We are always talking about the factors that need to be considered before buying a work of art. One of the most important, at least to us, is a work’s condition. In a recent article in The Art Newspaper, Anna Brady discusses Bill Middendorf’s gift of a Han Memling (1430-1494) painting to the Memling Museum in Bruges.
In 2002, Hans Memling’s Portrait of a male donor, (Francisco de Rojas?) was offered for sale at Sotheby’s with an estimate of £700-£900,000 … it did not sell. After the sale, Middendorf bought the work for an undisclosed amount. In July of 2019, Middendorf offered the work at a Christie’s auction with a £1.5-2.5M estimate (titled: Portrait of a member of the De Rojas family, kneeling, full-length), again, it failed to sell. According to Brady’s article, The trade’s theory was that the panel’s poor condition and extensive restoration likely deterred buyers. It appears that the painting’s condition was an important factor in the work’s salability, or what made it unsalable.

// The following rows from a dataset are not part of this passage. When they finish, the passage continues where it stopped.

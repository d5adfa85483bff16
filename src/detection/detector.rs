use std::collections::VecDeque;

use super::abnormal::score_abnormal;
use super::classification::{Classification, MotionKind};
use super::config::DetectionConfig;
use super::fall::{FallDetector, FallState};
use super::violent::score_violent;
use crate::motion::FeatureVector;

const ENABLE_LOGS: bool = true;

use crate::log_debug;

/// Evaluation order; the first detector with a non-zero score wins.
pub const PRIORITY: [MotionKind; 3] = [
    MotionKind::Fall,
    MotionKind::ViolentMovement,
    MotionKind::AbnormalMotion,
];

/// Per-detector confidences for one step, before the minimum-confidence gate.
#[derive(Debug, Clone, Copy, Default, PartialEq)]
pub struct DetectorScores {
    pub fall: f64,
    pub violent: f64,
    pub abnormal: f64,
}

impl DetectorScores {
    pub fn get(&self, kind: MotionKind) -> f64 {
        match kind {
            MotionKind::Fall => self.fall,
            MotionKind::ViolentMovement => self.violent,
            MotionKind::AbnormalMotion => self.abnormal,
            MotionKind::None => 0.0,
        }
    }

    /// Highest-priority detector that produced a non-zero score.
    pub fn winner(&self) -> Option<(MotionKind, f64)> {
        PRIORITY
            .iter()
            .map(|kind| (*kind, self.get(*kind)))
            .find(|(_, confidence)| *confidence > 0.0)
    }
}

/// Runs the fall, violent-movement and abnormal-motion detectors over each
/// feature vector and reduces them to one classification.
#[derive(Debug, Clone)]
pub struct PatternDetector {
    config: DetectionConfig,
    fall: FallDetector,
    history: VecDeque<FeatureVector>,
}

impl Default for PatternDetector {
    fn default() -> Self {
        Self::new(DetectionConfig::default())
    }
}

impl PatternDetector {
    pub fn new(config: DetectionConfig) -> Self {
        Self {
            fall: FallDetector::new(config.fall.clone()),
            history: VecDeque::with_capacity(config.history_len),
            config,
        }
    }

    pub fn config(&self) -> &DetectionConfig {
        &self.config
    }

    pub fn fall_state(&self) -> FallState {
        self.fall.state()
    }

    pub fn history_len(&self) -> usize {
        self.history.len()
    }

    /// Score every detector for this step. Advances the fall state machine
    /// and the trend history exactly once.
    pub fn score(&mut self, features: &FeatureVector) -> DetectorScores {
        let profiles = &self.config.normal_profiles;
        let scores = DetectorScores {
            fall: self.fall.step(features),
            violent: score_violent(&self.config.violent, profiles, features),
            abnormal: score_abnormal(&self.config.abnormal, profiles, &self.history, features),
        };
        self.push_history(*features);
        scores
    }

    pub fn detect(&mut self, features: &FeatureVector) -> Classification {
        let scores = self.score(features);

        match scores.winner() {
            Some((kind, confidence)) if confidence >= self.config.min_confidence => {
                Classification::new(kind, confidence, *features)
            }
            Some((kind, confidence)) => {
                log_debug!(
                    "{} scored {:.2}, below minimum {:.2}",
                    kind.label(),
                    confidence,
                    self.config.min_confidence
                );
                Classification::none(*features)
            }
            None => Classification::none(*features),
        }
    }

    fn push_history(&mut self, features: FeatureVector) {
        if self.config.history_len == 0 {
            return;
        }
        if self.history.len() == self.config.history_len {
            self.history.pop_front();
        }
        self.history.push_back(features);
    }

    /// Back to idle with an empty history.
    pub fn reset(&mut self) {
        self.fall.reset();
        self.history.clear();
    }
}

So, what is a collector to do when this happens? Donate! Yes, the Memling Museum was happy to have the work in their collection. According to Till-Holger Borchert, the chief curator of the Groeningemuseum and the director of the Bruges Museums since 2014, the painting is one of the very few examples that we will have to remind us of the Spanish presence in Bruges during the Middle Ages. The city was an important trading hub at that time. While we have a lot of archives documenting the presence of Spanish merchants, we don’t have many images showing them. So having a depiction of a prominent Spanish family makes it very interesting, especially as it is by Memling, another prominent citizen of Bruges, and an extremely important artist.
Even though the painting is now part of an important museum collection, this story beautifully illustrates the need to be concerned with a work’s condition. Now do not get me wrong, many works of art have some level of restoration or conservation; however, those with extensive restoration can be difficult, if not impossible, to sell in the future.